Ratliff oversaw 17,000 workers and a $2 billion budget as head of the agency. He retired last year after a 30-year career in the Navy and now works as vice president of the Intercollegiate Studies Institute in Wilmington, Del.
Ratliff said Americans must be patient and have confidence that even small, unnoticed gains against terrorism have an impact.
“A democracy has one Achilles’ heel and that is the lack of consistency, to be able to see an effort through to the end,” Ratiliff said. “But, if the U.S. and its people remain determined, we will win this war.”
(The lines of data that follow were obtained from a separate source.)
//! # Customer Handlers
//!
//! Endpoints for the signed-in customer: notification settings, voice,
//! call history, usage and phone numbers. Everything is scoped to the
//! customer named by `X-Customer-Id`.

use axum::{
    extract::{Path, Query, State},
    response::Json,
};
use serde_json::json;
use uuid::Uuid;

use crate::auth::{CustomerExtension, CustomerHeader};
use crate::error::{ApiError, not_found, validation_error};
use crate::handlers::types::{CallListResponse, PageQuery, UpdateSettingsRequest};
use crate::models::customer::{CustomerSettings, Model as Customer};
use crate::models::customer_call::CustomerCallResponse;
use crate::models::phone_number::PhoneNumberResponse;
use crate::models::usage_record::UsageResponse;
use crate::phone::normalize_swedish_number;
use crate::repositories::{
    BusinessRepository, CallRepository, CustomerRepository, PhoneNumberRepository,
    SettingsUpdate, UsageRepository, VoiceOptionRepository,
};
use crate::server::AppState;

/// Current notification settings
#[utoipa::path(
    get,
    path = "/api/customer/settings",
    security(("bearer_auth" = [])),
    params(CustomerHeader),
    responses(
        (status = 200, description = "Customer settings", body = CustomerSettings),
        (status = 404, description = "Customer not found", body = ApiError)
    ),
    tag = "customer"
)]
pub async fn get_settings(
    State(state): State<AppState>,
    CustomerExtension(customer_id): CustomerExtension,
) -> Result<Json<CustomerSettings>, ApiError> {
    let customer = load_customer(&state, customer_id).await?;
    let voice_id = current_voice(&state, customer_id).await?;
    Ok(Json(CustomerSettings::from_model(customer, voice_id)))
}

/// Update notification settings and the assistant voice
#[utoipa::path(
    put,
    path = "/api/customer/settings",
    security(("bearer_auth" = [])),
    params(CustomerHeader),
    request_body = UpdateSettingsRequest,
    responses(
        (status = 200, description = "Updated settings", body = CustomerSettings),
        (status = 400, description = "Invalid number, chat id or voice", body = ApiError),
        (status = 404, description = "Customer not found", body = ApiError),
        (status = 502, description = "Voice provider failed", body = ApiError)
    ),
    tag = "customer"
)]
pub async fn update_settings(
    State(state): State<AppState>,
    CustomerExtension(customer_id): CustomerExtension,
    Json(request): Json<UpdateSettingsRequest>,
) -> Result<Json<CustomerSettings>, ApiError> {
    let customer = load_customer(&state, customer_id).await?;

    let whatsapp_number = match request.whatsapp_number {
        Some(Some(raw)) if !raw.trim().is_empty() => {
            Some(Some(normalize_swedish_number(&raw).ok_or_else(|| {
                validation_error(
                    "Invalid WhatsApp number",
                    json!({ "whatsapp_number": "must be a Swedish mobile or landline number" }),
                )
            })?))
        }
        Some(_) => Some(None),
        None => None,
    };
    let telegram_chat_id = match request.telegram_chat_id {
        Some(Some(raw)) if !raw.trim().is_empty() => Some(Some(raw.trim().to_string())),
        Some(_) => Some(None),
        None => None,
    };

    let whatsapp_ready = whatsapp_number
        .clone()
        .unwrap_or(customer.whatsapp_number.clone())
        .is_some();
    if request.whatsapp_enabled == Some(true) && !whatsapp_ready {
        return Err(validation_error(
            "WhatsApp number required",
            json!({ "whatsapp_number": "required when WhatsApp notifications are enabled" }),
        ));
    }
    let telegram_ready = telegram_chat_id
        .clone()
        .unwrap_or(customer.telegram_chat_id.clone())
        .is_some();
    if request.telegram_enabled == Some(true) && !telegram_ready {
        return Err(validation_error(
            "Telegram chat id required",
            json!({ "telegram_chat_id": "required when Telegram notifications are enabled" }),
        ));
    }

    if let Some(voice_id) = request.voice_id.as_deref() {
        apply_voice(&state, customer_id, voice_id).await?;
    }

    let updated = CustomerRepository::new(&state.db)
        .update_settings(
            customer_id,
            SettingsUpdate {
                name: request.name,
                whatsapp_enabled: request.whatsapp_enabled,
                whatsapp_number,
                telegram_enabled: request.telegram_enabled,
                telegram_chat_id,
            },
        )
        .await?;

    let voice_id = current_voice(&state, customer_id).await?;
    Ok(Json(CustomerSettings::from_model(updated, voice_id)))
}

/// Call history, newest first
#[utoipa::path(
    get,
    path = "/api/customer/calls",
    security(("bearer_auth" = [])),
    params(CustomerHeader, PageQuery),
    responses(
        (status = 200, description = "Calls", body = CallListResponse)
    ),
    tag = "customer"
)]
pub async fn list_calls(
    State(state): State<AppState>,
    CustomerExtension(customer_id): CustomerExtension,
    Query(page): Query<PageQuery>,
) -> Result<Json<CallListResponse>, ApiError> {
    let (calls, total) = CallRepository::new(&state.db)
        .list_for_customer(customer_id, page.limit(), page.offset())
        .await?;

    Ok(Json(CallListResponse {
        items: calls.into_iter().map(CustomerCallResponse::from).collect(),
        total,
        limit: page.limit(),
        offset: page.offset(),
    }))
}

/// One call with its transcript
#[utoipa::path(
    get,
    path = "/api/customer/calls/{id}",
    security(("bearer_auth" = [])),
    params(CustomerHeader, ("id" = Uuid, Path, description = "Call id")),
    responses(
        (status = 200, description = "Call", body = CustomerCallResponse),
        (status = 404, description = "Call not found", body = ApiError)
    ),
    tag = "customer"
)]
pub async fn get_call(
    State(state): State<AppState>,
    CustomerExtension(customer_id): CustomerExtension,
    Path(id): Path<Uuid>,
) -> Result<Json<CustomerCallResponse>, ApiError> {
    let call = CallRepository::new(&state.db)
        .find_for_customer(customer_id, id)
        .await?
        .ok_or_else(|| not_found("Call not found"))?;
    Ok(Json(call.into()))
}

/// Monthly usage, newest period first
#[utoipa::path(
    get,
    path = "/api/customer/usage",
    security(("bearer_auth" = [])),
    params(CustomerHeader),
    responses(
        (status = 200, description = "Usage per month", body = [UsageResponse])
    ),
    tag = "customer"
)]
pub async fn usage(
    State(state): State<AppState>,
    CustomerExtension(customer_id): CustomerExtension,
) -> Result<Json<Vec<UsageResponse>>, ApiError> {
    let records = UsageRepository::new(&state.db)
        .list_for_customer(customer_id)
        .await?;
    Ok(Json(records.into_iter().map(UsageResponse::from).collect()))
}

/// Provisioned phone numbers
#[utoipa::path(
    get,
    path = "/api/customer/phone-numbers",
    security(("bearer_auth" = [])),
    params(CustomerHeader),
    responses(
        (status = 200, description = "Phone numbers", body = [PhoneNumberResponse])
    ),
    tag = "customer"
)]
pub async fn phone_numbers(
    State(state): State<AppState>,
    CustomerExtension(customer_id): CustomerExtension,
) -> Result<Json<Vec<PhoneNumberResponse>>, ApiError> {
    let numbers = PhoneNumberRepository::new(&state.db)
        .list_for_customer(customer_id)
        .await?;
    Ok(Json(numbers.into_iter().map(PhoneNumberResponse::from).collect()))
}

async fn load_customer(state: &AppState, customer_id: Uuid) -> Result<Customer, ApiError> {
    CustomerRepository::new(&state.db)
        .find_by_id(customer_id)
        .await?
        .ok_or_else(|| not_found("Customer not found"))
}

/// Voice of the customer's first business with one set.
async fn current_voice(state: &AppState, customer_id: Uuid) -> Result<Option<String>, ApiError> {
    let businesses = BusinessRepository::new(&state.db)
        .list_for_customer(customer_id)
        .await?;
    Ok(businesses.into_iter().find_map(|b| b.voice_id))
}

/// Pushes the voice to every assistant the customer owns, then stores it.
async fn apply_voice(state: &AppState, customer_id: Uuid, voice_id: &str) -> Result<(), ApiError> {
    let voice = VoiceOptionRepository::new(&state.db)
        .find(voice_id)
        .await?
        .ok_or_else(|| {
            validation_error(
                "Unknown voice",
                json!({ "voice_id": format!("'{}' is not an available voice", voice_id) }),
            )
        })?;

    let businesses = BusinessRepository::new(&state.db);
    for business in businesses.list_for_customer(customer_id).await? {
        if business.voice_id.as_deref() == Some(voice.id.as_str()) {
            continue;
        }
        if let Some(assistant_id) = business.vapi_assistant_id.as_deref() {
            state
                .clients
                .vapi
                .update_assistant_voice(assistant_id, &voice.provider, &voice.id)
                .await?;
        }
        businesses.set_voice(business.id, &voice.id).await?;
        tracing::info!(business_id = %business.id, voice_id = %voice.id, "Assistant voice updated");
    }
    Ok(())
}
He predicted that the United States will eventually root out terrorists and send a strong message it won’t tolerate attacks against it.
It’s important to remember that the strikes in Afghanistan are being made in self-defense and are not acts of revenge, he said.
Ratliff said after his speech that student support is crucial to the country’s military actions. The U.S. campaign would be hurt by campus anti-war protests like the ones that erupted during the Vietnam War, he said.